She poured herself some coffee and perched on a stool, gazing at these graphic reminders of her roots, and it was as if they had come from a different planet from the one Laura inhabited. One in which people meant what they said and, if they cared about you, did so for ever. Where life had a stability solid as rock, as opposed to Laura’s life, which by comparison was built on shifting sand.
Was it because Marianne’s flat had the stable feeling of home that Laura always felt secure there? Probably. But stability was the product of commitment – which Marianne, despite her career, had not shirked, but which Laura wanted no part of.

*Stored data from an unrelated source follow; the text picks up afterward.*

//! SeaORM-based movie repository
//!
//! Movies are keyed by IMDb id and written with insert-or-replace semantics.

use sea_orm::sea_query::OnConflict;
use sea_orm::{
    ColumnTrait, ConnectionTrait, DatabaseConnection, EntityTrait, PaginatorTrait, QueryFilter,
    QueryOrder, Set, TransactionTrait,
};
use serde::Serialize;
use serde::de::DeserializeOwned;
use std::sync::Arc;
use tracing::debug;

use crate::database::entities::{movies, prelude::Movies};
use crate::errors::RepositoryResult;
use crate::models::{Movie, Rating};

/// Columns overwritten when a movie with the same id is saved again
const REPLACED_COLUMNS: [movies::Column; 25] = [
    movies::Column::Title,
    movies::Column::Year,
    movies::Column::Rated,
    movies::Column::Released,
    movies::Column::Runtime,
    movies::Column::Genres,
    movies::Column::Director,
    movies::Column::Writers,
    movies::Column::Actors,
    movies::Column::Plot,
    movies::Column::Languages,
    movies::Column::Countries,
    movies::Column::Awards,
    movies::Column::Poster,
    movies::Column::Ratings,
    movies::Column::Metascore,
    movies::Column::ImdbRating,
    movies::Column::ImdbVotes,
    movies::Column::MediaType,
    movies::Column::Dvd,
    movies::Column::BoxOffice,
    movies::Column::Production,
    movies::Column::Website,
    movies::Column::Response,
    movies::Column::UpdatedAt,
];

pub struct MovieSeaOrmRepository {
    connection: Arc<DatabaseConnection>,
}

impl MovieSeaOrmRepository {
    pub fn new(connection: Arc<DatabaseConnection>) -> Self {
        Self { connection }
    }

    /// Insert, or replace every field of the stored movie with the same id
    pub async fn upsert(&self, movie: &Movie) -> RepositoryResult<()> {
        Self::upsert_on(&*self.connection, movie).await?;
        debug!("Saved movie {} ({})", movie.imdb_id, movie.title);
        Ok(())
    }

    /// Upsert a batch in one transaction. Returns the number written.
    pub async fn upsert_many(&self, movies: &[Movie]) -> RepositoryResult<usize> {
        let txn = self.connection.begin().await?;
        for movie in movies {
            Self::upsert_on(&txn, movie).await?;
        }
        txn.commit().await?;

        debug!("Saved {} movies", movies.len());
        Ok(movies.len())
    }

    pub async fn get(&self, imdb_id: &str) -> RepositoryResult<Option<Movie>> {
        let model = Movies::find_by_id(imdb_id.to_string())
            .one(&*self.connection)
            .await?;
        Ok(model.map(model_to_domain))
    }

    /// Movies whose actor list contains `name` anywhere, ignoring ASCII case
    pub async fn search_by_actor(&self, name: &str) -> RepositoryResult<Vec<Movie>> {
        let models = Movies::find()
            .filter(movies::Column::Actors.contains(name))
            .order_by_asc(movies::Column::Title)
            .all(&*self.connection)
            .await?;

        debug!("Actor search '{}' matched {} movies", name, models.len());
        Ok(models.into_iter().map(model_to_domain).collect())
    }

    pub async fn list_all(&self) -> RepositoryResult<Vec<Movie>> {
        let models = Movies::find()
            .order_by_asc(movies::Column::Title)
            .all(&*self.connection)
            .await?;
        Ok(models.into_iter().map(model_to_domain).collect())
    }

    pub async fn count(&self) -> RepositoryResult<u64> {
        Ok(Movies::find().count(&*self.connection).await?)
    }

    async fn upsert_on<C: ConnectionTrait>(conn: &C, movie: &Movie) -> RepositoryResult<()> {
        let now = chrono::Utc::now();
        let active_model = movies::ActiveModel {
            imdb_id: Set(movie.imdb_id.clone()),
            title: Set(movie.title.clone()),
            year: Set(movie.year),
            rated: Set(movie.rated.clone()),
            released: Set(movie.released.clone()),
            runtime: Set(movie.runtime.clone()),
            genres: Set(encode_list(&movie.genres)?),
            director: Set(movie.director.clone()),
            writers: Set(encode_list(&movie.writers)?),
            actors: Set(encode_list(&movie.actors)?),
            plot: Set(movie.plot.clone()),
            languages: Set(encode_list(&movie.languages)?),
            countries: Set(encode_list(&movie.countries)?),
            awards: Set(movie.awards.clone()),
            poster: Set(movie.poster.clone()),
            ratings: Set(encode_list(&movie.ratings)?),
            metascore: Set(movie.metascore),
            imdb_rating: Set(movie.imdb_rating),
            imdb_votes: Set(movie.imdb_votes.clone()),
            media_type: Set(movie.media_type.clone()),
            dvd: Set(movie.dvd.clone()),
            box_office: Set(movie.box_office.clone()),
            production: Set(movie.production.clone()),
            website: Set(movie.website.clone()),
            response: Set(movie.response.clone()),
            created_at: Set(now),
            updated_at: Set(now),
        };

        Movies::insert(active_model)
            .on_conflict(
                OnConflict::column(movies::Column::ImdbId)
                    .update_columns(REPLACED_COLUMNS)
                    .to_owned(),
            )
            .exec_without_returning(conn)
            .await?;
        Ok(())
    }
}

fn encode_list<T: Serialize>(items: &[T]) -> RepositoryResult<String> {
    Ok(serde_json::to_string(items)?)
}

/// Unreadable list text reads back as an empty list
fn decode_list<T: DeserializeOwned>(raw: &str, column: &str, imdb_id: &str) -> Vec<T> {
    serde_json::from_str(raw).unwrap_or_else(|e| {
        debug!("Ignoring unreadable {} for {}: {}", column, imdb_id, e);
        Vec::new()
    })
}

fn model_to_domain(model: movies::Model) -> Movie {
    let id = model.imdb_id.as_str();
    let ratings: Vec<Rating> = decode_list(&model.ratings, "ratings", id);

    Movie {
        genres: decode_list(&model.genres, "genres", id),
        writers: decode_list(&model.writers, "writers", id),
        actors: decode_list(&model.actors, "actors", id),
        languages: decode_list(&model.languages, "languages", id),
        countries: decode_list(&model.countries, "countries", id),
        ratings,
        imdb_id: model.imdb_id,
        title: model.title,
        year: model.year,
        rated: model.rated,
        released: model.released,
        runtime: model.runtime,
        director: model.director,
        plot: model.plot,
        awards: model.awards,
        poster: model.poster,
        metascore: model.metascore,
        imdb_rating: model.imdb_rating,
        imdb_votes: model.imdb_votes,
        media_type: model.media_type,
        dvd: model.dvd,
        box_office: model.box_office,
        production: model.production,
        website: model.website,
        response: model.response,
    }
}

Her grandfather had enclosed with his card a cheque for thirty pounds, one for each of her years, he had scrawled in his customary green ink. As though Laura needed reminding that time was speeding by. In her teens and twenties, she hadn’t noticed it doing so. But there was something about being thirty that made you stop short. And take stock. Workwise, she was a success, as the blow-ups of her magazine pictures above the breakfast bar illustrated. But on a personal level?
“My niece is the family fly-by-night,” her Uncle Ronald had once joked to a friend in Laura’s presence. And his words returned to her mind as she sat sipping her coffee.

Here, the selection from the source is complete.